The Supreme Court issued at least six significant copyright decisions since 2010. My next four blogs, starting with this one, will discuss the effect of those decisions on copyright law. This blog will discuss the effect of the first-sale doctrine on works that are sold abroad and imported into the U.S.

 

The First-Sale Doctrine

The Supreme Court considered how the first-sale doctrine applied to books that were lawfully sold abroad and imported into the U.S. in Kirtsaeng v. John Wiley & Sons, 568 U.S. ___, 133 S. Ct. 1351, 185 L. Ed. 2d 392 (2013).
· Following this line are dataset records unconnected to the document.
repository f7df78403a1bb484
use axum::{extract::State, http::StatusCode, response::IntoResponse};

use crate::app::AppState;

pub(crate) async fn exporter(State(state): State<AppState>) -> impl IntoResponse {
    (StatusCode::OK, state.telemetry().render_prometheus()).into_response()
}
use anyhow::Context;
use tokio::{net::TcpListener, signal};
use tracing::{error, info, warn};

use news_veracity::{
    app::{ComponentRegistry, build_router},
    config::Config,
    observability,
};

#[tokio::main]
async fn main() -> anyhow::Result<()> {
    std::panic::set_hook(Box::new(|panic_info| {
        let thread = std::thread::current();
        let thread_name = thread.name().unwrap_or("unnamed");
        let message = panic_info
            .payload()
            .downcast_ref::<&str>()
            .copied()
            .or_else(|| {
                panic_info
                    .payload()
                    .downcast_ref::<String>()
                    .map(String::as_str)
            })
            .unwrap_or("unknown panic payload");

        if let Some(location) = panic_info.location() {
            error!(
                thread = thread_name,
                file = location.file(),
                line = location.line(),
                column = location.column(),
                message,
                "panic occurred"
            );
        } else {
            error!(
                thread = thread_name,
                message, "panic occurred without location information"
            );
        }
    }));

    observability::tracing::init().context("failed to initialize tracing")?;
    let config = Config::from_env().context("failed to load configuration")?;
    let bind_addr = config.http_bind();
    info!(
        model_path = %config.model_path().display(),
        stemmer = %config.stemmer_mode(),
        "configuration loaded"
    );

    let registry =
        ComponentRegistry::build(config).context("failed to build component registry")?;
    let router = build_router(registry);

    let listener = TcpListener::bind(bind_addr)
        .await
        .with_context(|| format!("failed to bind listener on {bind_addr}"))?;

    info!(%bind_addr, "listening");

    if let Err(error) = axum::serve(listener, router)
        .with_graceful_shutdown(shutdown_signal())
        .await
    {
        warn!(error = %error, "server exited with error");
    }

    Ok(())
}

/// SIGTERM か SIGINT (Ctrl+C) を待つ。
async fn shutdown_signal() {
    let ctrl_c = async {
        if let Err(error) = signal::ctrl_c().await {
            warn!(%error, "failed to install Ctrl+C handler");
            std::future::pending::<()>().await;
        }
    };

    #[cfg(unix)]
    let terminate = async {
        match signal::unix::signal(signal::unix::SignalKind::terminate()) {
            Ok(mut stream) => {
                stream.recv().await;
            }
            Err(error) => {
                warn!(%error, "failed to install SIGTERM handler");
                std::future::pending::<()>().await;
            }
        }
    };

    #[cfg(not(unix))]
    let terminate = std::future::pending::<()>();

    tokio::select! {
        () = ctrl_c => info!("received SIGINT, shutting down"),
        () = terminate => info!("received SIGTERM, shutting down"),
    }
}
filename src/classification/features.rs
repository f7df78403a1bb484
//! 正規化済みテキストから TF-IDF 特徴量を計算する。
use rustc_hash::FxHashMap;
use serde::Deserialize;
use sprs::CsVec;

use crate::error::InferenceError;

/// 疎な特徴量ベクトル。次元は学習時に確定した語彙サイズ。
pub type FeatureVector = CsVec<f64>;

/// 学習済みベクトライザの能力。
pub trait Vectorizer: Send + Sync {
    /// 語彙サイズ。
    fn dimension(&self) -> usize;

    /// 語彙にない語は黙って捨てる。
    ///
    /// # Errors
    /// 実装固有の失敗があれば [`InferenceError`] を返す。
    fn transform(&self, normalized: &str) -> Result<FeatureVector, InferenceError>;
}

#[derive(Debug, Clone, Copy, PartialEq, Eq, Default, Deserialize)]
#[serde(rename_all = "lowercase")]
pub enum RowNorm {
    #[default]
    L2,
    L1,
    None,
}

/// 書き出された TF-IDF パラメータ。
#[derive(Debug, Clone, Deserialize)]
pub struct TfidfParams {
    pub vocabulary: FxHashMap<String, usize>,
    pub idf: Vec<f64>,
    #[serde(default = "default_ngram_range")]
    pub ngram_range: (usize, usize),
    #[serde(default = "default_min_token_len")]
    pub min_token_len: usize,
    #[serde(default)]
    pub sublinear_tf: bool,
    #[serde(default = "default_use_idf")]
    pub use_idf: bool,
    #[serde(default)]
    pub norm: RowNorm,
}

fn default_ngram_range() -> (usize, usize) {
    (1, 1)
}

fn default_min_token_len() -> usize {
    2
}

fn default_use_idf() -> bool {
    true
}

impl TfidfParams {
    /// # Errors
    /// 語彙と IDF の整合性が取れていない場合は説明文を返す。
    pub fn validate(&self) -> Result<(), String> {
        if self.vocabulary.is_empty() {
            return Err("vectorizer vocabulary is empty".into());
        }
        let dimension = self.idf.len();
        let mut seen = vec![false; dimension];
        for (term, &index) in &self.vocabulary {
            if index >= dimension {
                return Err(format!(
                    "vocabulary index {index} for '{term}' out of range for {dimension} idf weights"
                ));
            }
            if std::mem::replace(&mut seen[index], true) {
                return Err(format!("vocabulary index {index} assigned twice"));
            }
        }
        if self.idf.iter().any(|weight| !weight.is_finite()) {
            return Err("idf weights must be finite".into());
        }
        let (min_n, max_n) = self.ngram_range;
        if min_n == 0 || min_n > max_n {
            return Err(format!("invalid ngram_range ({min_n}, {max_n})"));
        }
        Ok(())
    }
}

#[derive(Debug, Clone)]
pub struct TfidfVectorizer {
    params: TfidfParams,
}

impl TfidfVectorizer {
    /// 検証済みのパラメータから構築する。
    ///
    /// # Errors
    /// [`TfidfParams::validate`] が失敗した場合。
    pub fn new(params: TfidfParams) -> Result<Self, String> {
        params.validate()?;
        Ok(Self { params })
    }

    fn analyze(&self, normalized: &str) -> Vec<String> {
        let words: Vec<&str> = normalized
            .split_whitespace()
            .filter(|word| word.chars().count() >= self.params.min_token_len)
            .collect();
        let (min_n, max_n) = self.params.ngram_range;
        let mut terms = Vec::new();
        for n in min_n..=max_n {
            if n > words.len() {
                break;
            }
            terms.extend(words.windows(n).map(|window| window.join(" ")));
        }
        terms
    }
}

impl Vectorizer for TfidfVectorizer {
    fn dimension(&self) -> usize {
        self.params.idf.len()
    }

    fn transform(&self, normalized: &str) -> Result<FeatureVector, InferenceError> {
        let mut counts: FxHashMap<usize, f64> = FxHashMap::default();
        for term in self.analyze(normalized) {
            if let Some(&index) = self.params.vocabulary.get(&term) {
                *counts.entry(index).or_insert(0.0) += 1.0;
            }
        }

        let mut entries: Vec<(usize, f64)> = counts.into_iter().collect();
        entries.sort_unstable_by_key(|(index, _)| *index);
        for (index, value) in &mut entries {
            if self.params.sublinear_tf {
                *value = 1.0 + value.ln();
            }
            if self.params.use_idf {
                *value *= self.params.idf[*index];
            }
        }

        let norm = match self.params.norm {
            RowNorm::L2 => entries.iter().map(|(_, v)| v * v).sum::<f64>().sqrt(),
            RowNorm::L1 => entries.iter().map(|(_, v)| v.abs()).sum::<f64>(),
            RowNorm::None => 1.0,
        };
        if norm > 0.0 {
            for (_, value) in &mut entries {
                *value /= norm;
            }
        }

        let (indices, data): (Vec<usize>, Vec<f64>) = entries.into_iter().unzip();
        Ok(CsVec::new(self.dimension(), indices, data))
    }
}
The first-sale doctrine prevents the owner of intellectual-property (IP) rights from enforcing those rights against those who try to resell goods that are covered by those IP rights. In other words, this doctrine prevents IP owners from restricting future sales of lawfully purchased goods.

The Supreme Court considered a similar issue in Costco Wholesale Corp. v. Omega S.A., 562 U.S. ___ (2010). In Costco, the Supreme Court affirmed a Ninth Circuit decision that found that the first-sale doctrine did not apply to goods that were sold abroad and imported into the U.S.

 

The Kirtsaeng Decision(s)

In Kirtsaeng, the defendant was a native of Thailand who noticed that mathematics textbooks that were sold in Thailand were much cheaper than in the U.S. The defendant went to the U.S. to study. Then he encouraged his relatives to purchase textbooks in Thailand and send them to him for resale.

The textbook publisher sued him for copyright infringement despite the fact that the Copyright Act included an express codification of the first-sale doctrine. The textbook publisher argued that the Copyright Act included an implicit geographic limitation on the first-sale doctrine that would allow them to restrict this particular form of arbitrage that the Kirtsaeng plaintiff discovered.

The Supreme Court was unpersuaded by the publisher’s argument and held that the first-sale doctrine could apply to goods that were sold, lawfully, in foreign countries and imported into the U.S.